#### ASSIGNMENT:
Within the entries that follow, show each line where the word "matching" occurs.

#### DATA PROVIDED:

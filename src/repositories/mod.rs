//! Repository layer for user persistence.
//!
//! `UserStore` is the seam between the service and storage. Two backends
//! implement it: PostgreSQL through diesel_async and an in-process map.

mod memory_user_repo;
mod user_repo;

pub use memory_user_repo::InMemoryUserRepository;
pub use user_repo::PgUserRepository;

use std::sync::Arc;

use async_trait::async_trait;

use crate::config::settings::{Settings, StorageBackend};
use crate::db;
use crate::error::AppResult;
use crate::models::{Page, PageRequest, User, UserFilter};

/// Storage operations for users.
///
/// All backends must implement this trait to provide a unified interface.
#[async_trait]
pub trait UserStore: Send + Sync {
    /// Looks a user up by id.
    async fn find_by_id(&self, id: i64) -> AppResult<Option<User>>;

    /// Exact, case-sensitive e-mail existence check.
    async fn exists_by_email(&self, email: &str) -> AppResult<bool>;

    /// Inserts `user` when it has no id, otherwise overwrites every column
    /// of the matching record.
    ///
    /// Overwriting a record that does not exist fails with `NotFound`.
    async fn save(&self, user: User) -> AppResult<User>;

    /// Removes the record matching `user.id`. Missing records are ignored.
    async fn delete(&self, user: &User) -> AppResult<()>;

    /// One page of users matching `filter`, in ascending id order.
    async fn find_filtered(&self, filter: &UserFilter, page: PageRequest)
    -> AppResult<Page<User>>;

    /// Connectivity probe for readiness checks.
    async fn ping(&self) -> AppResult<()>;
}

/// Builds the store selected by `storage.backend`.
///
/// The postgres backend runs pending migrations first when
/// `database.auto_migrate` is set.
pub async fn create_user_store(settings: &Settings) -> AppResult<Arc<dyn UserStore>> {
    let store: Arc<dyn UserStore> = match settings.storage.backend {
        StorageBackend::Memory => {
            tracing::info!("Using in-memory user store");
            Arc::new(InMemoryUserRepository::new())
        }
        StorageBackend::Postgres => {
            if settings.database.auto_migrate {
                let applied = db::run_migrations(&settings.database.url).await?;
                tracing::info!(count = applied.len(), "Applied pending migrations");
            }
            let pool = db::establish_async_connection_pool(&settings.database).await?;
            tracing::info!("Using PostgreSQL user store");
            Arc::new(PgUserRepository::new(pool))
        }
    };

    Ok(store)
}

#### YOUR SOLUTION:
    /// of the matching record.
    /// Removes the record matching `user.id`. Missing records are ignored.
    /// One page of users matching `filter`, in ascending id order.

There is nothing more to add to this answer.